• _PROMPT_:
For the data below, please report each line where the word "SeriesStore" is found.

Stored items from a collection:
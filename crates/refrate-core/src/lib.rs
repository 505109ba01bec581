//! # Refrate Core
//!
//! Acquisition, extraction and merge engine for published reference-rate
//! documents.
//!
//! ## Overview
//!
//! A rate document (text PDF or scanned image) goes through:
//!
//! - **Acquisition** with primary/fallback URLs, transport retries and a
//!   rotating proxy tier, accepting only payloads that sniff as PDFs
//! - **Extraction** through an ordered strategy chain, text layer first and
//!   rasterized vision reads second
//! - **Timestamp resolution** that reads numeric dates both day-first and
//!   month-first and refuses to guess between disagreeing readings
//! - **Table parsing** driven by a column schema negotiated from the header row
//! - **Merge** of one observation per currency into its series file
//!
//! ## Modules
//!
//! | Module | Description |
//! |--------|-------------|
//! | [`archive`] | Dated archive of acquired documents |
//! | [`batch`] | Recursive batch ingestion with a failure report |
//! | [`config`] | Process-wide configuration (defaults, JSON file, environment) |
//! | [`datetime`] | Publication timestamp resolution |
//! | [`domain`] | Validated value types |
//! | [`error`] | Validation and ingestion errors |
//! | [`extract`] | Text layer, rasterizer and vision collaborators |
//! | [`fetch`] | Resilient document acquisition |
//! | [`http_client`] | HTTP transport abstraction |
//! | [`pipeline`] | Per-document ingestion into the store |
//! | [`retry`] | Exponential backoff with jitter |
//! | [`sniff`] | Magic-byte payload classification |
//! | [`table`] | Header-driven rate table parsing |
//!
//! ## Architecture
//!
//! ```text
//! ┌─────────────────┐
//! │  SourceFetcher  │──── HttpClient (retry, proxies)
//! └────────┬────────┘
//!          │ bytes
//!          ▼
//! ┌─────────────────┐     ┌──────────────────┐
//! │ContentExtractor │────▶│ TextLayer        │
//! │                 │────▶│ ImageVision      │
//! └────────┬────────┘     └──────────────────┘
//!          │ timestamp + rows
//!          ▼
//! ┌─────────────────┐
//! │  SeriesStore    │  one CSV per currency
//! └─────────────────┘
//! ```
//!
//! ## Quick Start
//!
//! ```rust,ignore
//! use std::sync::Arc;
//! use refrate_core::{IngestConfig, Ingestor, ReqwestHttpClient, SourceFetcher};
//!
//! #[tokio::main]
//! async fn main() -> Result<(), Box<dyn std::error::Error>> {
//!     let config = IngestConfig::load(None)?;
//!     let client = Arc::new(ReqwestHttpClient::new(config.fetch.user_agent.clone()));
//!     let ingestor = Ingestor::from_config(&config, client.clone())?;
//!     let fetcher = SourceFetcher::new(client, config.fetch.clone());
//!     let outcome = ingestor.fetch_and_ingest(&fetcher).await?;
//!     println!("{} currencies at {}", outcome.observations.len(), outcome.published_at);
//!     Ok(())
//! }
//! ```

pub mod archive;
pub mod batch;
pub mod config;
pub mod datetime;
pub mod domain;
pub mod error;
pub mod extract;
pub mod fetch;
pub mod http_client;
pub mod pipeline;
pub mod retry;
pub mod sniff;
pub mod table;

pub use archive::DocumentArchive;
pub use batch::{discover_documents, run_batch, BatchReport, Discovery};
pub use config::{resolve_refrate_home, ConfigError, IngestConfig};
pub use datetime::{read_date, read_time, DateReading, DateTimeError, DateTimeResolver};
pub use domain::{
    canonical_column, column_words, ColumnSchema, CurrencyCode, PublishedAt, RateObservation, RateRow,
    RateValue,
};
pub use error::{DocumentFailure, IngestError, Stage, ValidationError};
pub use extract::{
    Attempt, ContentExtractor, ExtractedTable, ExtractionStrategy, LopdfReader, OpenAiVisionReader,
    PageRasterizer, PdftoppmRasterizer, TextDocument, TextLayerReader, VisionConfig, VisionRead,
    VisionReader,
};
pub use fetch::{FetchConfig, FetchTier, FetchedDocument, SourceFetcher};
pub use http_client::{
    execute_with_retry, HttpClient, HttpError, HttpMethod, HttpRequest, HttpResponse,
    ReqwestHttpClient,
};
pub use pipeline::{merge_observation, CommittedObservation, IngestOutcome, Ingestor};
pub use retry::{Backoff, RetryConfig, RetrySettings};
pub use sniff::DocumentKind;
pub use table::{negotiate_schema, parse_row, ParsedTable, RateTableParser, TableError};

// Store (re-exported from refrate-store)
pub use refrate_store::{
    month_end, month_ends, MergeOutcome, MergeReport, MonthEndRow, MonthEndTable, Record, Series,
    SeriesStore, StoreConfig, StoreError, DATE_COLUMN, SOURCE_COLUMN,
};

• _RESULT OF THIS EXERCISE_:
//! │  SeriesStore    │  one CSV per currency
    SeriesStore, StoreConfig, StoreError, DATE_COLUMN, SOURCE_COLUMN,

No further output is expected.